▸ TASK OBJECTIVE: Beginning at the line containing "assert!(file.has_placeholder_root());" in the material below and ending at the line containing "let err = run(args).unwrap_err();", return each line exactly and add nothing.
>>
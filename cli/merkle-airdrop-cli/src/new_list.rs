use anyhow::{Context, Result};
use clap::Args;
use std::path::PathBuf;

use merkle_airdrop_cli::recipients::{format_sol, read_address_list, ListOptions};
use merkle_airdrop_cli::RecipientsFile;

#[derive(Args, Debug)]
pub struct Cli {
    /// File with one recipient public key per line
    #[arg(short, long)]
    addresses: PathBuf,

    /// Amount per recipient, in lamports
    #[arg(long)]
    amount: u64,

    /// Output recipients file
    #[arg(short, long, env = "AIRDROP_RECIPIENTS", default_value = "recipients.json")]
    output: PathBuf,

    /// Distribution identifier (defaults to one derived from the current year)
    #[arg(long)]
    airdrop_id: Option<String>,

    /// Free-form description stored in the file header
    #[arg(long)]
    description: Option<String>,

    /// Cluster the distribution targets
    #[arg(long, default_value = "devnet")]
    network: String,

    /// Distributor program id
    #[arg(long, default_value = "")]
    program_id: String,

    /// Overwrite an existing recipients file
    #[arg(long)]
    force: bool,
}

pub fn run(args: Cli) -> Result<()> {
    if args.output.exists() && !args.force {
        anyhow::bail!(
            "Recipients file {:?} already exists; pass --force to replace it",
            args.output
        );
    }

    tracing::info!(path = %args.addresses.display(), "reading addresses");
    let addresses = read_address_list(&args.addresses)?;

    let defaults = ListOptions::default();
    let options = ListOptions {
        airdrop_id: args.airdrop_id.unwrap_or(defaults.airdrop_id),
        description: args.description.unwrap_or(defaults.description),
        network: args.network,
        program_id: args.program_id,
    };

    let file = RecipientsFile::generate(&addresses, args.amount, &options)
        .context("Failed to generate recipients list")?;
    file.save(&args.output)?;

    tracing::info!(
        path = %args.output.display(),
        recipients = file.recipients.len(),
        amount_sol = %format_sol(args.amount),
        "wrote recipients file; run build-tree to compute the root"
    );
    Ok(())
}

#[cfg(test)]
mod tests {
    use super::*;
    use merkle_airdrop_cli::format_address;
    use std::fs;
    use std::path::Path;

    fn cli(dir: &Path, force: bool) -> Cli {
        let addresses = dir.join("addresses.txt");
        let list: Vec<String> = (1..=3u8).map(|b| format_address(&[b; 32])).collect();
        fs::write(&addresses, format!("# wallets\n{}\n", list.join("\n"))).unwrap();
        Cli {
            addresses,
            amount: 5_000,
            output: dir.join("recipients.json"),
            airdrop_id: Some("test-drop".to_string()),
            description: None,
            network: "devnet".to_string(),
            program_id: String::new(),
            force,
        }
    }

    #[test]
    fn test_new_list_writes_file() {
        let dir = tempfile::tempdir().unwrap();
        let args = cli(dir.path(), false);
        let output = args.output.clone();

        run(args).unwrap();

        let file = RecipientsFile::load(&output).unwrap();
        assert_eq!(file.airdrop_id, "test-drop");
        assert_eq!(file.recipients.len(), 3);
        assert_eq!(file.check_total_amount().unwrap(), 15_000);
        assert!(file.has_placeholder_root());
    }

    #[test]
    fn test_new_list_refuses_overwrite() {
        let dir = tempfile::tempdir().unwrap();
        let args = cli(dir.path(), false);
        fs::write(&args.output, "keep me").unwrap();
        let output = args.output.clone();

        let err = run(args).unwrap_err();
        assert!(err.to_string().contains("--force"));
        assert_eq!(fs::read_to_string(&output).unwrap(), "keep me");
    }

    #[test]
    fn test_new_list_force_overwrites() {
        let dir = tempfile::tempdir().unwrap();
        let args = cli(dir.path(), true);
        fs::write(&args.output, "stale").unwrap();
        let output = args.output.clone();

        run(args).unwrap();

        let file = RecipientsFile::load(&output).unwrap();
        assert_eq!(file.recipients.len(), 3);
    }
}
<<
▸ RESULT:
        assert!(file.has_placeholder_root());
    }

    #[test]
    fn test_new_list_refuses_overwrite() {
        let dir = tempfile::tempdir().unwrap();
        let args = cli(dir.path(), false);
        fs::write(&args.output, "keep me").unwrap();
        let output = args.output.clone();

        let err = run(args).unwrap_err();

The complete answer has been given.